____ SUPPLIED RECORDS

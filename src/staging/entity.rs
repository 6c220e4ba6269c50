//! Configuration entities
//!
//! An entity is one self-contained group of settings: cloneable, comparable
//! field by field, and default-initialized. Every field write that goes
//! through [`assign_field`] records its name in a [`ChangeSet`], which is how
//! the staging pipeline learns exactly what a promotion changed.

use super::change::ChangeSet;
use chrono::{DateTime, NaiveDate, NaiveTime, Utc, Weekday};
use rust_decimal::Decimal;
use serde::de::DeserializeOwned;
use serde::Serialize;
use std::any::Any;
use std::fmt;
use std::sync::OnceLock;
use uuid::Uuid;

/// Absolute tolerance for floating point field comparison
pub const FLOAT_EPSILON: f64 = 1e-10;

/// Field-level equality used by entity comparison
pub trait FieldEq {
    fn field_eq(&self, other: &Self) -> bool;
}

impl FieldEq for f64 {
    fn field_eq(&self, other: &Self) -> bool {
        if self.is_nan() || other.is_nan() {
            return self.is_nan() && other.is_nan();
        }
        self == other || (self - other).abs() <= FLOAT_EPSILON
    }
}

impl FieldEq for f32 {
    fn field_eq(&self, other: &Self) -> bool {
        f64::from(*self).field_eq(&f64::from(*other))
    }
}

macro_rules! field_eq_by_partial_eq {
    ($($ty:ty),* $(,)?) => {
        $(
            impl FieldEq for $ty {
                fn field_eq(&self, other: &Self) -> bool {
                    self == other
                }
            }
        )*
    };
}

field_eq_by_partial_eq!(
    bool,
    u8,
    u16,
    u32,
    u64,
    usize,
    i32,
    i64,
    String,
    Decimal,
    NaiveTime,
    NaiveDate,
    DateTime<Utc>,
    Weekday,
    Uuid,
);

impl<T: FieldEq> FieldEq for Option<T> {
    fn field_eq(&self, other: &Self) -> bool {
        match (self, other) {
            (Some(a), Some(b)) => a.field_eq(b),
            (None, None) => true,
            _ => false,
        }
    }
}

impl<T: FieldEq> FieldEq for Vec<T> {
    fn field_eq(&self, other: &Self) -> bool {
        self.len() == other.len() && self.iter().zip(other).all(|(a, b)| a.field_eq(b))
    }
}

/// Copy `src` into `dst` and record `name` when the value actually differs
pub fn assign_field<V>(name: &str, dst: &mut V, src: &V, changes: &mut ChangeSet) -> bool
where
    V: FieldEq + Clone,
{
    if dst.field_eq(src) {
        return false;
    }
    *dst = src.clone();
    changes.insert(name);
    true
}

/// A configuration object held by a [`super::ConfigPair`]
///
/// `Clone` must be a deep copy: child collections are owned, never shared.
pub trait ConfigEntity:
    Clone + Default + fmt::Debug + Serialize + DeserializeOwned + Send + Sync + 'static
{
    /// Concrete kind tag, also used as the default storage name
    const KIND: &'static str;

    /// Display label
    fn label(&self) -> String {
        Self::KIND.to_string()
    }

    /// Field-wise equality; floats compare within [`FLOAT_EPSILON`]
    fn config_eq(&self, other: &Self) -> bool;

    /// Overwrite every field from `other`, recording the names that changed
    ///
    /// Keyed child collections must be reconciled with
    /// [`super::differ::reconcile`] so records still referenced elsewhere
    /// keep their identity.
    fn copy_from(&mut self, other: &Self, changes: &mut ChangeSet);

    /// Restore every field to its default value
    fn reset(&mut self, changes: &mut ChangeSet) {
        let defaults = Self::default();
        self.copy_from(&defaults, changes);
    }

    /// Numeric fields subject to the base finiteness check
    fn numeric_fields(&self) -> Vec<(&'static str, f64)> {
        Vec::new()
    }

    /// Kind-specific checks, run after the base checks
    fn verify_fields(&self, _errors: &mut Vec<String>) {}

    /// Append human-readable problems to `errors`
    ///
    /// Any appended message makes the entity ineligible for promotion.
    fn verify_config(&self, errors: &mut Vec<String>) {
        for (name, value) in self.numeric_fields() {
            if !value.is_finite() {
                errors.push(format!("{}: {} must be a finite number", self.label(), name));
            }
        }
        self.verify_fields(errors);
    }

    /// Names of the fields that differ between `self` and `other`
    fn diff(&self, other: &Self) -> ChangeSet {
        let mut scratch = self.clone();
        let mut changes = ChangeSet::new();
        scratch.copy_from(other, &mut changes);
        changes
    }
}

/// Type-erased view of an entity
pub trait DynEntity: Send + Sync {
    fn kind(&self) -> &'static str;

    fn display_label(&self) -> String;

    fn as_any(&self) -> &dyn Any;

    fn dyn_eq(&self, other: &dyn DynEntity) -> bool;

    fn to_json(&self) -> serde_json::Result<serde_json::Value>;
}

impl<T: ConfigEntity> DynEntity for T {
    fn kind(&self) -> &'static str {
        T::KIND
    }

    fn display_label(&self) -> String {
        self.label()
    }

    fn as_any(&self) -> &dyn Any {
        self
    }

    fn dyn_eq(&self, other: &dyn DynEntity) -> bool {
        other
            .as_any()
            .downcast_ref::<T>()
            .is_some_and(|other| self.config_eq(other))
    }

    fn to_json(&self) -> serde_json::Result<serde_json::Value> {
        serde_json::to_value(self)
    }
}

/// Compare two entities of unknown kind
///
/// A missing right-hand side or a different concrete kind is never equal.
pub fn entity_eq(a: &dyn DynEntity, b: Option<&dyn DynEntity>) -> bool {
    match b {
        Some(b) => a.kind() == b.kind() && a.dyn_eq(b),
        None => false,
    }
}

/// Lazily recomputed derived key
///
/// Setters of key components call [`KeyCache::invalidate`]; the next read
/// recomputes. The cache is never serialized.
pub struct KeyCache<K> {
    cell: OnceLock<K>,
}

impl<K: Clone> KeyCache<K> {
    pub fn new() -> Self {
        Self {
            cell: OnceLock::new(),
        }
    }

    pub fn get_or_compute(&self, compute: impl FnOnce() -> K) -> K {
        self.cell.get_or_init(compute).clone()
    }

    pub fn invalidate(&mut self) {
        self.cell.take();
    }

    pub fn is_cached(&self) -> bool {
        self.cell.get().is_some()
    }
}

impl<K: Clone> Default for KeyCache<K> {
    fn default() -> Self {
        Self::new()
    }
}

impl<K: Clone> Clone for KeyCache<K> {
    fn clone(&self) -> Self {
        Self {
            cell: self.cell.clone(),
        }
    }
}

impl<K: fmt::Debug> fmt::Debug for KeyCache<K> {
    fn fmt(&self, f: &mut fmt::Formatter<'_>) -> fmt::Result {
        f.debug_struct("KeyCache")
            .field("cached", &self.cell.get())
            .finish()
    }
}
//! Persistence layer for configuration
//!
//! This module keeps promoted configuration on disk:
//! - Stores for named JSON documents
//! - A debounced scheduler that coalesces writes
//! - Bindings from pair and collection events to the scheduler

pub mod binding;
pub mod scheduler;
pub mod store;

pub use binding::{bind_collection, bind_pair, collection_key, pair_key};
pub use scheduler::{
    FlushReport, PersistAction, PersistBatch, PersistenceScheduler, SchedulerConfig,
};
pub use store::{load_or_default, save_entity, ConfigStore, JsonFileStore, MemoryStore};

________

**DIRECTIONS FOR THIS TASK**
Return only those lines of the records that contain the string "ChangeSet".

**TASK RESPONSE**
//! through [`assign_field`] records its name in a [`ChangeSet`], which is how
use super::change::ChangeSet;
pub fn assign_field<V>(name: &str, dst: &mut V, src: &V, changes: &mut ChangeSet) -> bool
    fn copy_from(&mut self, other: &Self, changes: &mut ChangeSet);
    fn reset(&mut self, changes: &mut ChangeSet) {
    fn diff(&self, other: &Self) -> ChangeSet {
        let mut changes = ChangeSet::new();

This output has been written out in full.